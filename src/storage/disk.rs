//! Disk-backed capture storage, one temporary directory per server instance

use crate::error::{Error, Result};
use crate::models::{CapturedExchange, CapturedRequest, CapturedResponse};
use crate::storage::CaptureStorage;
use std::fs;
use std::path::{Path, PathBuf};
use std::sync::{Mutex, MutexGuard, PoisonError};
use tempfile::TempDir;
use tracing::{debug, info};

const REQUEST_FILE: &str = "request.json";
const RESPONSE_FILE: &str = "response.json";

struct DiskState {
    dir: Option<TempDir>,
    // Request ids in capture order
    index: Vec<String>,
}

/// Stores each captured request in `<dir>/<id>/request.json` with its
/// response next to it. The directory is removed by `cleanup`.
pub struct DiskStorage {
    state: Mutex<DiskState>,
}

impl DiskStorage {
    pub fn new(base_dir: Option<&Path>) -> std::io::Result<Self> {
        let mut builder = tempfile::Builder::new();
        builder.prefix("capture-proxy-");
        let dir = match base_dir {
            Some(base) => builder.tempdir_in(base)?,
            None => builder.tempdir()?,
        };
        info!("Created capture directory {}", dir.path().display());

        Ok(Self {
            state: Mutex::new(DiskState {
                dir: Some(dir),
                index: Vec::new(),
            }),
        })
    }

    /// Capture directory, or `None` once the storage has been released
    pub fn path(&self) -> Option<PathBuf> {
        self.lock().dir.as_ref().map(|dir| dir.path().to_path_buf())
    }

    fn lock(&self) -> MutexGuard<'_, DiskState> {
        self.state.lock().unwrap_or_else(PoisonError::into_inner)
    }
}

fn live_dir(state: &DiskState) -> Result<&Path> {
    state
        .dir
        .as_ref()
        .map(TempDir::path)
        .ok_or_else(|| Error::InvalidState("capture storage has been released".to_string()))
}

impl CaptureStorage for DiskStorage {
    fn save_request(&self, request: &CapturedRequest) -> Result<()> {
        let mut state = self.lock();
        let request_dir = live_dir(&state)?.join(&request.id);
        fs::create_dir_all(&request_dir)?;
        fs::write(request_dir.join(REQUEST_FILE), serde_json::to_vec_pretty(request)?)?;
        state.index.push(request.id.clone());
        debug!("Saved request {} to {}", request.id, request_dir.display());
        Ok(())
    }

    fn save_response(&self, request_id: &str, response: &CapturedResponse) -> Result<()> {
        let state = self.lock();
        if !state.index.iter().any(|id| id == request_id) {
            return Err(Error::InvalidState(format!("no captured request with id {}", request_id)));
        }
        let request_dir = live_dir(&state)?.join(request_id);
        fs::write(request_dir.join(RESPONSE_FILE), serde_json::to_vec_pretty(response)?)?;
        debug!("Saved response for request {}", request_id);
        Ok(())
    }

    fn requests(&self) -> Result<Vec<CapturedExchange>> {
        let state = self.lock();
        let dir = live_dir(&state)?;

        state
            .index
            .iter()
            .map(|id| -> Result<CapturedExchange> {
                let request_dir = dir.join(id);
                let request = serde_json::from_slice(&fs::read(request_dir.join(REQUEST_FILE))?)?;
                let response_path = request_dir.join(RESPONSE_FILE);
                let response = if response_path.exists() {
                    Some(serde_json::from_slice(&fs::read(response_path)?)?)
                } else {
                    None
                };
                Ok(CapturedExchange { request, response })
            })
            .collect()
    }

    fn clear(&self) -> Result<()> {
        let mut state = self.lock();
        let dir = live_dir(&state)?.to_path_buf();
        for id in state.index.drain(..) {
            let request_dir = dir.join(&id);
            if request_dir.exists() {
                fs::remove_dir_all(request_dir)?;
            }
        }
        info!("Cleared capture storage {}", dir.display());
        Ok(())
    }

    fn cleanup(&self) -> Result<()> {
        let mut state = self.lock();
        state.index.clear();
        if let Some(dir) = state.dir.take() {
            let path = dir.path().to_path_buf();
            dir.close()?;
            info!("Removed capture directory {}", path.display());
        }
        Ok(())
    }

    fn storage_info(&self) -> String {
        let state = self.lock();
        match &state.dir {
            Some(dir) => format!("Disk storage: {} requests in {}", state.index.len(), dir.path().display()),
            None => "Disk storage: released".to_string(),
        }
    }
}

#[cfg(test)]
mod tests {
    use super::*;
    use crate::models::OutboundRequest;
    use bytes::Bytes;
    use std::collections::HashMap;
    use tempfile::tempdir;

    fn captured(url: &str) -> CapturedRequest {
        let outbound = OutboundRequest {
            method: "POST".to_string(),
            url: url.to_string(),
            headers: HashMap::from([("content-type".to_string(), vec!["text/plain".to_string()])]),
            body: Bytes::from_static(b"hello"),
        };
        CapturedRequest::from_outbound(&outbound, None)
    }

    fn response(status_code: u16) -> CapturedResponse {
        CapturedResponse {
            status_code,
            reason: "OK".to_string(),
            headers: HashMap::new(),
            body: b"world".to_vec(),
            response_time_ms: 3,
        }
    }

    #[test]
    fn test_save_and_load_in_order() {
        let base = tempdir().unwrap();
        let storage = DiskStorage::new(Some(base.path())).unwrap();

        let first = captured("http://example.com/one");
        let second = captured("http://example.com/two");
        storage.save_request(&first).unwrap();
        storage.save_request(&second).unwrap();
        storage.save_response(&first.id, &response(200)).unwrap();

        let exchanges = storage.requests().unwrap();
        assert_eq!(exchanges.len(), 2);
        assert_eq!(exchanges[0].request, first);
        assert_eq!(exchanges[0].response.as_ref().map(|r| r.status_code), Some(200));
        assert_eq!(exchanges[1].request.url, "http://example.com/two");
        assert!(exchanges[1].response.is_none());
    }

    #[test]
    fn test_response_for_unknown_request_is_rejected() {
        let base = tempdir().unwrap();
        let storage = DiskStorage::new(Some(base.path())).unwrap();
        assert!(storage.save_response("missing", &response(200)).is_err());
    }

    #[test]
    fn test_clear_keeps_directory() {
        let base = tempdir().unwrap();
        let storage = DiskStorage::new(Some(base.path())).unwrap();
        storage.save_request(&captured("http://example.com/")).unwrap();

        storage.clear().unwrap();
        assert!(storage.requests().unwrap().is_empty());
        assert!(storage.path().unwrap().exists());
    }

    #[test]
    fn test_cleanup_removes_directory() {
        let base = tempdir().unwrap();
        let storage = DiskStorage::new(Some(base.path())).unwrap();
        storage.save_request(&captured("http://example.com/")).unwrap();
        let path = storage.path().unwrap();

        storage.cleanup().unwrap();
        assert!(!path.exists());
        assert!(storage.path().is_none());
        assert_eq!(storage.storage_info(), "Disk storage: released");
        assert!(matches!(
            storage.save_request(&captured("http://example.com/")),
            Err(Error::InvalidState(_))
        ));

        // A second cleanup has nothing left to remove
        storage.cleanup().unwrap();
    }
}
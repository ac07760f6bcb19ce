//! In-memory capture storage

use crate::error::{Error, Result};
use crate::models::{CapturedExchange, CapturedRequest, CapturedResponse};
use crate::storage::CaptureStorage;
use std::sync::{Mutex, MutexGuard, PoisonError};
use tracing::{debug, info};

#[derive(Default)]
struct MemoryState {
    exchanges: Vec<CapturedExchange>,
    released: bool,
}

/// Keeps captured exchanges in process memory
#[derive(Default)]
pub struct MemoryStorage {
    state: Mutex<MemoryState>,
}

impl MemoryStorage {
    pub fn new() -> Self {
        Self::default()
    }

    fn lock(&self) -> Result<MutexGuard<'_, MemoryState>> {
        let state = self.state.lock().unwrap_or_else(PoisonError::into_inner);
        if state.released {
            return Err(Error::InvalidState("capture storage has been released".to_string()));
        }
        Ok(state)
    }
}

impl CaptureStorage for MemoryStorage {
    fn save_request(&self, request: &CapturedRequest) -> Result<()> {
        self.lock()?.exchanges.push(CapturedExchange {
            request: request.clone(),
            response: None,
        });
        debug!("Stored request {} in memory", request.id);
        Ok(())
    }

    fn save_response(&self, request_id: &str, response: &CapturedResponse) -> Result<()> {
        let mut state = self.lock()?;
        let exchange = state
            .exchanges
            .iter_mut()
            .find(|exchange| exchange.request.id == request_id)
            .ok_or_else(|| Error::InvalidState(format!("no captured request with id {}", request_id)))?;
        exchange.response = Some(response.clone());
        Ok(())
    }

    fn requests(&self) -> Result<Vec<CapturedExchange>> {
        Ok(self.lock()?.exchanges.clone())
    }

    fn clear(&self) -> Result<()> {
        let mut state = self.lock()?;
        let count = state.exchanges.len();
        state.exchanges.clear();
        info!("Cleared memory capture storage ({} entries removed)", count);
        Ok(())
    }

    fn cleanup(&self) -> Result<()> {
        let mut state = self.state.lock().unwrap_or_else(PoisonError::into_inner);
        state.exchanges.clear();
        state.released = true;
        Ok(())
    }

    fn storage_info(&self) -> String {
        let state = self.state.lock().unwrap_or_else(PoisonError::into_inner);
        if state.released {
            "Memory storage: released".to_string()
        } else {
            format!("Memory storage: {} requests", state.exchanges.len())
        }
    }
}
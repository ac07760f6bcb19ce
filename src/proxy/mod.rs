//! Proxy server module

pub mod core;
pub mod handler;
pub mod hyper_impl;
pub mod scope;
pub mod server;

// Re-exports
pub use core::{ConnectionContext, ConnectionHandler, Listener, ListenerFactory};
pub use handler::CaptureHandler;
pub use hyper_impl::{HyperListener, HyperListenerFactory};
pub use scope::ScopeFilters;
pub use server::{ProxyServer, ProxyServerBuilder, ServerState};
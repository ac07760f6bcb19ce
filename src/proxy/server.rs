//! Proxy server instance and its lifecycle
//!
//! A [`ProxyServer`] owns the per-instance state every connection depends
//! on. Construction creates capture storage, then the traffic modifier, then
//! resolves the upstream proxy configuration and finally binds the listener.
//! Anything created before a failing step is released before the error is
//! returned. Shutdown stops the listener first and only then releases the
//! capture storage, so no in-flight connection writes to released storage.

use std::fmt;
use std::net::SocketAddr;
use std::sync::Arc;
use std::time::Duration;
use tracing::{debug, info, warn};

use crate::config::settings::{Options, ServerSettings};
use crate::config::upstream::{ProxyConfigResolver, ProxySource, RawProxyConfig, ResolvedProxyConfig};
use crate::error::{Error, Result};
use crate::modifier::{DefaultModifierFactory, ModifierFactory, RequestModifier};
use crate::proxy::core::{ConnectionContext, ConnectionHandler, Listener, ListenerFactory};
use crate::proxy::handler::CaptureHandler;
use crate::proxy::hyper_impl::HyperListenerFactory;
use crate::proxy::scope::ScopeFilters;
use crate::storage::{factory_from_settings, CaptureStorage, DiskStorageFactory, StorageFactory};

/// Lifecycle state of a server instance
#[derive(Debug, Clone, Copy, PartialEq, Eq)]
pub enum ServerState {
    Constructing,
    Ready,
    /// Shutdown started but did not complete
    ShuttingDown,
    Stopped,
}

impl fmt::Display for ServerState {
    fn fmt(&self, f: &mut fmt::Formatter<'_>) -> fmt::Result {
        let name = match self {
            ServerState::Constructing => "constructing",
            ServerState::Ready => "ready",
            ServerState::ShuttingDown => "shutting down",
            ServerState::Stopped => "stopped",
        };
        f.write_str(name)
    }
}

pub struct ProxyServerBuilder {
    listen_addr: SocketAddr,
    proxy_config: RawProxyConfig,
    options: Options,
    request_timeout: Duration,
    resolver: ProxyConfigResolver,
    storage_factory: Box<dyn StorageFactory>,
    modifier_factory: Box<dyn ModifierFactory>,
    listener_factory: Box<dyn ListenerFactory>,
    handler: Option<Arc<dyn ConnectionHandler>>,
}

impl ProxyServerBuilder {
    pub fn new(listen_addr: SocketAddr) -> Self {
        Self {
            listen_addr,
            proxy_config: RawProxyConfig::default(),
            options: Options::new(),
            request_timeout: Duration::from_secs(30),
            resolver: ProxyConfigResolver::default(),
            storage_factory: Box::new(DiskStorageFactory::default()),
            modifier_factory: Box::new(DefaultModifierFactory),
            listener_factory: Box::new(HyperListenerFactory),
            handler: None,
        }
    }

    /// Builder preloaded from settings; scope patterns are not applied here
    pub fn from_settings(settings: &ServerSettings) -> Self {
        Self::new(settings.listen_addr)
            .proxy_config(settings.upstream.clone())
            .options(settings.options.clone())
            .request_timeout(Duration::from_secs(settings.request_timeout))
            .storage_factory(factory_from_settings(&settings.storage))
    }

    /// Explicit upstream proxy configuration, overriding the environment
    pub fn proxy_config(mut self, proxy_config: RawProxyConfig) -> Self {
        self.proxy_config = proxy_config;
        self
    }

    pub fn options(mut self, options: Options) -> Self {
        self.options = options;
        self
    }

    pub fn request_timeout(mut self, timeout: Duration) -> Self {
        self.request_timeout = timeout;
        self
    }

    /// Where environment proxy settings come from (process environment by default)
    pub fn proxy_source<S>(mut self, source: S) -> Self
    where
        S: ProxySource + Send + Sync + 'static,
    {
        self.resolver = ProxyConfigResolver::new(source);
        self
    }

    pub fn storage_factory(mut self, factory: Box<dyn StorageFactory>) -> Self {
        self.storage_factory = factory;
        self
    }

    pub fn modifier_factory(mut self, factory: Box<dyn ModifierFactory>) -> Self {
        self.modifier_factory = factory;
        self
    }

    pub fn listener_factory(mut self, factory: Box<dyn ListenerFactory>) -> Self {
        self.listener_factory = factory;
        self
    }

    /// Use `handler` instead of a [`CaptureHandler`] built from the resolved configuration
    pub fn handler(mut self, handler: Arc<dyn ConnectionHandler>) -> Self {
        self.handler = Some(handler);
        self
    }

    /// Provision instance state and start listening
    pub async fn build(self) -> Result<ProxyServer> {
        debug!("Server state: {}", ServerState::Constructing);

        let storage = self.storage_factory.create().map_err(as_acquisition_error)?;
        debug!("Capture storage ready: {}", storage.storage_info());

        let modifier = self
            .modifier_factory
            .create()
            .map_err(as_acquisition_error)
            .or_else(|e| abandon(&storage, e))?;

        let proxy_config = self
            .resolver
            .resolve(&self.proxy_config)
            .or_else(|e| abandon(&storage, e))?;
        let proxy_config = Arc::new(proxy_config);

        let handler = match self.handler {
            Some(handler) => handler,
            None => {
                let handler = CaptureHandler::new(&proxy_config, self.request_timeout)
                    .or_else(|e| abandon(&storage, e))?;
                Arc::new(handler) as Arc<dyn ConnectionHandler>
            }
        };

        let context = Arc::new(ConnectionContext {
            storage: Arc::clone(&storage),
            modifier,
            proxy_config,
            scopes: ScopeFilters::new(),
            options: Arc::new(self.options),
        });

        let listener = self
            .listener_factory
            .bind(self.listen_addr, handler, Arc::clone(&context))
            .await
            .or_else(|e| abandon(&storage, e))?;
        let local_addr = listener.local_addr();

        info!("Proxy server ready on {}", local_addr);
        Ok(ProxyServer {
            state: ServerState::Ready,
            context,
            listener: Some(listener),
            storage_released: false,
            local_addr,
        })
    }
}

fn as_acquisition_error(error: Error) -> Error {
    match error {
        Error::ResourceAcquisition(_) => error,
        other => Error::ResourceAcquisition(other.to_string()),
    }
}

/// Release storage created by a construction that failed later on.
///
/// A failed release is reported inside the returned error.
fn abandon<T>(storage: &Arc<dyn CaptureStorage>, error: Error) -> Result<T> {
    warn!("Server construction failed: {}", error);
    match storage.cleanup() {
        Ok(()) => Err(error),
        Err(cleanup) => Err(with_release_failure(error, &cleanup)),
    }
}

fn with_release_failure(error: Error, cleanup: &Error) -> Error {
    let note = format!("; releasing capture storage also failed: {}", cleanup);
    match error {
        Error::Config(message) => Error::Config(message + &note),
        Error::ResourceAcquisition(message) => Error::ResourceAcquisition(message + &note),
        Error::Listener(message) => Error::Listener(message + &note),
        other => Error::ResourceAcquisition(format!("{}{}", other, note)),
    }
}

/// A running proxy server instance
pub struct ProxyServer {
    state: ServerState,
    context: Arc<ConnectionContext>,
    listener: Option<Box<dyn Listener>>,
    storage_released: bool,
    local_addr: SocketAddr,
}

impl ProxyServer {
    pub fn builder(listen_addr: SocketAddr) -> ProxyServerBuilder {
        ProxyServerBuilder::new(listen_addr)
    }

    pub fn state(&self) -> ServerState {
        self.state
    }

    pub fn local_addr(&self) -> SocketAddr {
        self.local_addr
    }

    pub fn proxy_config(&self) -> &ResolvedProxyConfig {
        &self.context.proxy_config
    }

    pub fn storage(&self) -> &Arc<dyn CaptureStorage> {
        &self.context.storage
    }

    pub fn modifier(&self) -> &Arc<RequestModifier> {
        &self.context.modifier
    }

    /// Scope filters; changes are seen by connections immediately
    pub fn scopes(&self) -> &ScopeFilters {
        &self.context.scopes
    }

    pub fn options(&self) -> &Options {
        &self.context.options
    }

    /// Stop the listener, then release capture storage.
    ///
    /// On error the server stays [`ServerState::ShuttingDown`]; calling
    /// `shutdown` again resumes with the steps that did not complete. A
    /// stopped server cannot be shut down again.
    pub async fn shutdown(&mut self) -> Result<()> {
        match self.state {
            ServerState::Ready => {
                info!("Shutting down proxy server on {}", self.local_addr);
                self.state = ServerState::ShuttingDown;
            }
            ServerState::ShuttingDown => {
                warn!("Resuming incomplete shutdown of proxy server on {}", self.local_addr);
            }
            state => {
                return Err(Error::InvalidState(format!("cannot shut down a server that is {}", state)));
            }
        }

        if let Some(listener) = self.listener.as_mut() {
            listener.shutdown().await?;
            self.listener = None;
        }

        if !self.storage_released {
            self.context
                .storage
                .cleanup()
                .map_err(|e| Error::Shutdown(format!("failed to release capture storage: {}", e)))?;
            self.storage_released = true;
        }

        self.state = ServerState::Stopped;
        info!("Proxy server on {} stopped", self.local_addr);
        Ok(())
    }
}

Aim of the exercise -> Only the lines above starting with the one with "const RESPONSE_FILE: &str" and going through the one with "let mut builder" are to be copied, word for word and with both ends kept.

Your response ->
const RESPONSE_FILE: &str = "response.json";

struct DiskState {
    dir: Option<TempDir>,
    // Request ids in capture order
    index: Vec<String>,
}

/// Stores each captured request in `<dir>/<id>/request.json` with its
/// response next to it. The directory is removed by `cleanup`.
pub struct DiskStorage {
    state: Mutex<DiskState>,
}

impl DiskStorage {
    pub fn new(base_dir: Option<&Path>) -> std::io::Result<Self> {
        let mut builder = tempfile::Builder::new();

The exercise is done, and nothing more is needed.